ISLAMABAD: A group of dozens of non-governmental organisations joining hands for transparent electoral procedures on Friday gave a clean chit to the Election Commission of Pakistan (ECP) on two major issues it has been facing: the opposition’s scathing criticism over the Form-45 controversy and the expulsion of polling agents from polling stations during vote count.
The Free and Fair Election Network (Fafen) in its findings and analysis of the 2018 general elections disclosed that the incidence of non-provision of Form-45 to candidates and their agents at polling stations had dropped from 7.5 per cent in 2013 polls to 2.5pc in 2018.
The report was released at a press conference where Fafen representatives said that thousands of security cameras had been installed at sensitive polling stations and the issue could be sorted out by using them.
One polling agent of each candidate was allowed to attend the counting process under the law
It was also stated that the polling agents had not been expelled from polling stations. It was clarified that one polling agent for each booth at a polling station was appointed, but only one agent of a candidate was allowed to attend the counting process under the law, as there would be difficulty in counting the ballots if the polling station was unnecessarily crowded.
The report, however, says the assessment of Form-45 reveals that more than a quarter of the forms (22,319 or 28pc) were either inaccurate, unduly filled or were only partially available. The majority of such forms (17,722) were unduly filled.
According to Rule 81 of the Election Rules 2017, presiding officers (PrOs) prepare the Result of the Count on Form-45. In addition to basic information about the constituency and the polling station to which it relates, Form-45 includes information about voters assigned to the polling station, the number of valid votes polled in favour of each candidate, ballots excluded from the count, gender-disaggregated turnout, and credentials, signatures, and thumb impressions of PrOs and most senior assistant president officer (APO).
Assessment of these forms reveals that the National Identity Card (NIC) numbers of PrOs and APOs, required credentials on the form, were the most frequently omitted legal formalities. Nearly 14.7pc of the forms lacked NIC numbers of PrOs, while 11.8 per cent did not have NIC numbers of APOs. Other legalities missing in the forms included APOs’ signatures in 5.4 per cent, APOs’ designations in 3.3 per cent, APOs’ thumb impressions in 2.7 per cent, and names of Senior Most APOs in 2.3 per cent of the forms. Similarly, 2.6 per cent of forms lacked designations of PrOs, 2.2 per cent lacked thumb impressions of PrOs, two per cent lacked the PrOs signatures, and 1.9 per cent were without names of PrOs.
Mudassir Rizvi of Fafen, while answering a question, said the network planned to initiate a debate on proportionate representation system, noting that the vote did not translate into representation and a structural change was required to address the problem.

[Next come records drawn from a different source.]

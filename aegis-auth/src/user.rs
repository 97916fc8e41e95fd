//! User accounts and the login/lockout state machine (spec §4.5).
//!
//! There is deliberately no field for a plaintext password anywhere in
//! `User` or its persisted form — only `PasswordHash`. A legacy export that
//! still carries plaintext credentials fails to deserialize into this type
//! at all, so migration from that format fails closed rather than silently
//! accepting a weaker credential.

use crate::password::PasswordHash;
use aegis_core::{ConfigError, EntityIdType, UserId};
use chrono::{DateTime, Utc};
use parking_lot::RwLock;
use serde::{Deserialize, Serialize};
use std::collections::HashMap;

#[derive(Debug, Clone, Serialize, Deserialize)]
pub struct User {
    pub id: UserId,
    pub username: String,
    pub password_hash: PasswordHash,
    pub role: String,
    #[serde(default)]
    pub failed_attempts: u32,
    #[serde(default)]
    pub locked_until: Option<DateTime<Utc>>,
}

impl User {
    pub fn new(username: impl Into<String>, password: &str, role: impl Into<String>) -> Self {
        Self {
            id: UserId::generate(),
            username: username.into(),
            password_hash: PasswordHash::new(password),
            role: role.into(),
            failed_attempts: 0,
            locked_until: None,
        }
    }

    pub fn is_admin(&self) -> bool {
        self.role == "admin"
    }
}

#[derive(Debug)]
pub struct UserStore {
    users: RwLock<HashMap<String, User>>,
}

impl UserStore {
    pub fn new() -> Self {
        Self {
            users: RwLock::new(HashMap::new()),
        }
    }

    /// Loads users from a JSON array of `User` records. Fails closed: any
    /// record missing a structured `password_hash` fails to parse at all.
    pub fn from_json(json: &str) -> Result<Self, ConfigError> {
        let users: Vec<User> = serde_json::from_str(json).map_err(|e| ConfigError::InvalidValue {
            field: "users".to_string(),
            reason: e.to_string(),
        })?;
        let store = Self::new();
        for user in users {
            store.insert(user);
        }
        Ok(store)
    }

    pub fn insert(&self, user: User) {
        self.users.write().insert(user.username.clone(), user);
    }

    pub fn by_username(&self, username: &str) -> Option<User> {
        self.users.read().get(username).cloned()
    }

    pub fn by_id(&self, id: UserId) -> Option<User> {
        self.users.read().values().find(|u| u.id == id).cloned()
    }

    pub fn update(&self, user: User) {
        self.users.write().insert(user.username.clone(), user);
    }

    pub fn all(&self) -> Vec<User> {
        self.users.read().values().cloned().collect()
    }
}

impl Default for UserStore {
    fn default() -> Self {
        Self::new()
    }
}

#[cfg(test)]
mod tests {
    use super::*;

    #[test]
    fn rejects_legacy_plaintext_password_records() {
        let legacy = r#"[{"id":"00000000-0000-0000-0000-000000000000","username":"bob","password":"hunter2","role":"user"}]"#;
        let err = UserStore::from_json(legacy).unwrap_err();
        assert!(matches!(err, ConfigError::InvalidValue { .. }));
    }

    #[test]
    fn round_trips_a_well_formed_user_list() {
        let store = UserStore::new();
        store.insert(User::new("alice", "s3cret-passphrase", "admin"));
        let json = serde_json::to_string(&store.all()).unwrap();
        let reloaded = UserStore::from_json(&json).unwrap();
        assert!(reloaded.by_username("alice").is_some());
    }
}
//! Monotonically increasing sequence numbers used to give audit entries a
//! total order alongside their timestamp: `(timestamp, sequence)`.

use std::sync::atomic::{AtomicI64, Ordering};

pub struct Watermark {
    sequence: AtomicI64,
}

impl Watermark {
    pub fn new() -> Self {
        Self {
            sequence: AtomicI64::new(0),
        }
    }

    pub fn starting_at(seq: i64) -> Self {
        Self {
            sequence: AtomicI64::new(seq),
        }
    }

    /// Returns the next sequence number, strictly greater than any
    /// previously issued by this watermark.
    pub fn next(&self) -> i64 {
        self.sequence.fetch_add(1, Ordering::SeqCst) + 1
    }

    pub fn current(&self) -> i64 {
        self.sequence.load(Ordering::SeqCst)
    }
}

impl Default for Watermark {
    fn default() -> Self {
        Self::new()
    }
}

#[cfg(test)]
mod tests {
    use super::*;

    #[test]
    fn sequence_is_strictly_increasing() {
        let w = Watermark::new();
        let a = w.next();
        let b = w.next();
        assert!(b > a);
    }
}
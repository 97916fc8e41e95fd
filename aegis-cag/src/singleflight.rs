//! Single-flight coalescing keyed by `qid` (spec §4.6 "Concurrency"): at
//! most one downstream `Generate` call runs per key at a time; other
//! callers await the same result. The call itself runs on a detached
//! `tokio::spawn`ed task, so a caller dropping its own await never cancels
//! the in-flight generation — only the last subscriber finishing drives
//! cleanup, and even an abandoned call still completes and populates the
//! cache for whoever asks next.

use aegis_core::CacheEntryId;
use parking_lot::Mutex;
use std::collections::HashMap;
use std::future::Future;
use std::sync::Arc;
use tokio::sync::broadcast;

pub struct SingleFlight<T> {
    inflight: Arc<Mutex<HashMap<CacheEntryId, broadcast::Sender<T>>>>,
}

impl<T: Clone + Send + 'static> SingleFlight<T> {
    pub fn new() -> Self {
        Self {
            inflight: Arc::new(Mutex::new(HashMap::new())),
        }
    }

    /// Run `f` for `key`, or join an already-running call for the same key.
    /// A subscriber that joins between the leader's `tx.send` and its map
    /// cleanup finds the channel already closed; it re-enters the loop and
    /// either joins the next leader or becomes one itself, rather than
    /// treating a closed channel as a fatal condition.
    pub async fn run_or_join<F, Fut>(&self, key: CacheEntryId, f: F) -> T
    where
        F: FnOnce() -> Fut,
        Fut: Future<Output = T> + Send + 'static,
    {
        loop {
            let mut guard = self.inflight.lock();
            if let Some(tx) = guard.get(&key) {
                let mut rx = tx.subscribe();
                drop(guard);
                match rx.recv().await {
                    Ok(result) => return result,
                    Err(broadcast::error::RecvError::Closed) => continue,
                    Err(broadcast::error::RecvError::Lagged(_)) => continue,
                }
            }

            let (tx, _placeholder_rx) = broadcast::channel(1);
            guard.insert(key, tx.clone());
            drop(guard);

            let mut rx = tx.subscribe();
            let inflight = Arc::clone(&self.inflight);
            let fut = f();
            tokio::spawn(async move {
                let result = fut.await;
                let _ = tx.send(result);
                inflight.lock().remove(&key);
            });

            return rx.recv().await.expect("spawned task always sends before exiting");
        }
    }

    pub fn in_flight_count(&self) -> usize {
        self.inflight.lock().len()
    }
}

impl<T: Clone + Send + 'static> Default for SingleFlight<T> {
    fn default() -> Self {
        Self::new()
    }
}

The report also says election results in Pakistan are decided according to the First-Past-the-Post (FPTP). In FPTP, voters can choose only one candidate, and the candidate with the most votes wins the election. The votes cast for losing candidates and the votes of winning candidates in excess of those required for victory play no part in determining the election outcome in this voting system and are, therefore, not translated into representation.
Pakistani elections have witnessed a growing trend of votes for losing candidates, with the percentage of such votes in GE 2018 reaching an all-time high since GE 2002. Nearly 57 per cent of polled votes (31.1 million) did not translate into any representation during GE 2018, which is considerably greater than the unrepresented votes in GE 2013. The proportion of votes that went to losing candidates declined slightly between GE 2002 and GE 2008 but has been on the rise since.
Regionally, votes for losing candidates have been higher in Balochistan and KP than in other regions since GE 2008, while GE 2002 saw this issue mostly in Punjab and ICT.
In addition to votes for losing candidates, the 2018 winning candidates received 11.8 per cent ‘unnecessary’ votes in excess of the number of votes required to win the election, therefore, having no impact on the election outcome. The number of excess votes significantly declined in GE 2018 as compared to GE 2013, which indicates increasingly close contests between losing and runner-up candidates and smaller margins of victory for winning candidates.
In total, in GE 2018 more than two-thirds of all votes — 57 per cent polled for losing candidates and 11.8 per cent excess votes of winning candidates — were not contributing to any political representation. This situation warrants reforms in the voting system.